[[ Records to use, beginning ]]
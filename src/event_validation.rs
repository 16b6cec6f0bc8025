use crate::event::CalendarEvent;
use chrono::NaiveDateTime;
use std::collections::HashSet;
use std::fmt;

#[derive(Debug, Clone, PartialEq, Eq)]
pub enum EventValidationError {
    MissingId,
    MissingTitle,
    EndBeforeStart {
        start: NaiveDateTime,
        end: NaiveDateTime,
    },
    ZeroRecurrenceInterval,
    NonPositiveReminder {
        index: usize,
        time: i64,
    },
    ReminderOutOfRange {
        index: usize,
        time: i64,
    },
    DuplicateId(String),
}

impl fmt::Display for EventValidationError {
    fn fmt(&self, f: &mut fmt::Formatter<'_>) -> fmt::Result {
        match self {
            EventValidationError::MissingId => write!(f, "event id must not be empty"),
            EventValidationError::MissingTitle => write!(f, "event title must not be empty"),
            EventValidationError::EndBeforeStart { start, end } => {
                write!(f, "event end {end} is before its start {start}")
            }
            EventValidationError::ZeroRecurrenceInterval => {
                write!(f, "recurrence interval must be at least 1")
            }
            EventValidationError::NonPositiveReminder { index, time } => {
                write!(f, "reminder #{index} has non-positive time {time}")
            }
            EventValidationError::ReminderOutOfRange { index, time } => {
                write!(f, "reminder #{index} time {time} is out of range")
            }
            EventValidationError::DuplicateId(id) => write!(f, "duplicate event id {id}"),
        }
    }
}

impl std::error::Error for EventValidationError {}

pub fn validate_event(event: &CalendarEvent) -> Result<(), EventValidationError> {
    if event.id.trim().is_empty() {
        return Err(EventValidationError::MissingId);
    }

    if event.title.trim().is_empty() {
        return Err(EventValidationError::MissingTitle);
    }

    if event.end < event.start {
        return Err(EventValidationError::EndBeforeStart {
            start: event.start,
            end: event.end,
        });
    }

    if let Some(recurrence) = &event.recurrence {
        if recurrence.interval == 0 {
            return Err(EventValidationError::ZeroRecurrenceInterval);
        }
    }

    for (index, reminder) in event.reminders.iter().enumerate() {
        if reminder.time <= 0 {
            return Err(EventValidationError::NonPositiveReminder {
                index,
                time: reminder.time,
            });
        }
        if reminder.fire_at(event.start).is_none() {
            return Err(EventValidationError::ReminderOutOfRange {
                index,
                time: reminder.time,
            });
        }
    }

    Ok(())
}

pub fn validate_event_collection(events: &[CalendarEvent]) -> Result<(), EventValidationError> {
    let mut seen_ids = HashSet::with_capacity(events.len());
    for event in events {
        if !seen_ids.insert(event.id.as_str()) {
            return Err(EventValidationError::DuplicateId(event.id.clone()));
        }
        validate_event(event)?;
    }
    Ok(())
}
use crate::academic::{AcademicPeriod, AcademicYear};
use crate::config::CalendarConfig;
use crate::event::{CalendarEvent, EventType, Recurrence, RecurrenceFrequency, Reminder, ReminderUnit};
use crate::school_calendar::SchoolCalendar;
use chrono::{NaiveDate, NaiveDateTime};

fn at(year: i32, month: u32, day: u32, hour: u32, minute: u32) -> Option<NaiveDateTime> {
    NaiveDate::from_ymd_opt(year, month, day)?.and_hms_opt(hour, minute, 0)
}

fn seed_event(
    id: &str,
    title: &str,
    event_type: EventType,
    start: Option<NaiveDateTime>,
    end: Option<NaiveDateTime>,
) -> Option<CalendarEvent> {
    let mut event = CalendarEvent::new(id, title, start?, end?);
    event.event_type = event_type;
    event.school_id = Some("escola-1".to_string());
    Some(event)
}

fn seed_events(year: i32) -> Vec<CalendarEvent> {
    let mut events = Vec::new();

    if let Some(mut event) = seed_event(
        "seed-inicio-aulas",
        "Início das aulas",
        EventType::ImportantDate,
        at(year, 2, 3, 0, 0),
        at(year, 2, 3, 23, 59),
    ) {
        event.is_all_day = true;
        events.push(event);
    }

    if let Some(mut event) = seed_event(
        "seed-reuniao-pedagogica",
        "Reunião pedagógica",
        EventType::Meeting,
        at(year, 2, 10, 14, 0),
        at(year, 2, 10, 16, 0),
    ) {
        let mut recurrence = Recurrence::new(RecurrenceFrequency::Monthly, 1);
        recurrence.end_date = NaiveDate::from_ymd_opt(year, 12, 1);
        event.recurrence = Some(recurrence);
        event.reminders = vec![Reminder::new(1, ReminderUnit::Days)];
        events.push(event);
    }

    if let Some(mut event) = seed_event(
        "seed-avaliacao-b1",
        "Avaliação bimestral - Matemática",
        EventType::Assessment,
        at(year, 4, 8, 8, 0),
        at(year, 4, 8, 10, 0),
    ) {
        event.class_id = Some("8A".to_string());
        event.grade_id = Some("8".to_string());
        events.push(event);
    }

    if let Some(mut event) = seed_event(
        "seed-recesso-julho",
        "Recesso escolar",
        EventType::Break,
        at(year, 7, 14, 0, 0),
        at(year, 7, 25, 23, 59),
    ) {
        event.is_all_day = true;
        events.push(event);
    }

    if let Some(mut event) = seed_event(
        "seed-conselho-b2",
        "Conselho de classe",
        EventType::ParticipatoryCouncil,
        at(year, 7, 4, 13, 30),
        at(year, 7, 4, 17, 30),
    ) {
        event.participants = vec!["coordenacao".to_string(), "docentes".to_string()];
        events.push(event);
    }

    if let Some(mut event) = seed_event(
        "seed-sabado-letivo",
        "Sábado letivo",
        EventType::SaturdayClass,
        at(year, 8, 16, 7, 0),
        at(year, 8, 16, 12, 0),
    ) {
        event.description = Some("Reposição de aulas".to_string());
        events.push(event);
    }

    events
}

/// Deterministic demo data: standard academic year, four bimesters and a handful of events.
pub fn demo_calendar(year: i32) -> SchoolCalendar {
    demo_calendar_with_config(year, CalendarConfig::default())
}

pub fn demo_calendar_with_config(year: i32, config: CalendarConfig) -> SchoolCalendar {
    let academic_year = AcademicYear::standard(year);
    let mut calendar = SchoolCalendar::with_config(academic_year, config);

    if let Err(err) =
        AcademicPeriod::bimesters(&academic_year).and_then(|periods| calendar.set_periods(periods))
    {
        tracing::warn!(error = %err, "seed periods rejected");
    }
    for event in seed_events(year) {
        if let Err(err) = calendar.insert_event(event) {
            tracing::warn!(error = %err, "seed event rejected");
        }
    }
    calendar
}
[[ Records to use, end ]]
| Exercise description |
Write the opening line of the data above and every line after it, exactly, stopping once you have written the line with "impl fmt::Display for".

| Solution to this task |
filename src/event_validation.rs
repository 16b6cec6f0bc8025
use crate::event::CalendarEvent;
use chrono::NaiveDateTime;
use std::collections::HashSet;
use std::fmt;

#[derive(Debug, Clone, PartialEq, Eq)]
pub enum EventValidationError {
    MissingId,
    MissingTitle,
    EndBeforeStart {
        start: NaiveDateTime,
        end: NaiveDateTime,
    },
    ZeroRecurrenceInterval,
    NonPositiveReminder {
        index: usize,
        time: i64,
    },
    ReminderOutOfRange {
        index: usize,
        time: i64,
    },
    DuplicateId(String),
}

impl fmt::Display for EventValidationError {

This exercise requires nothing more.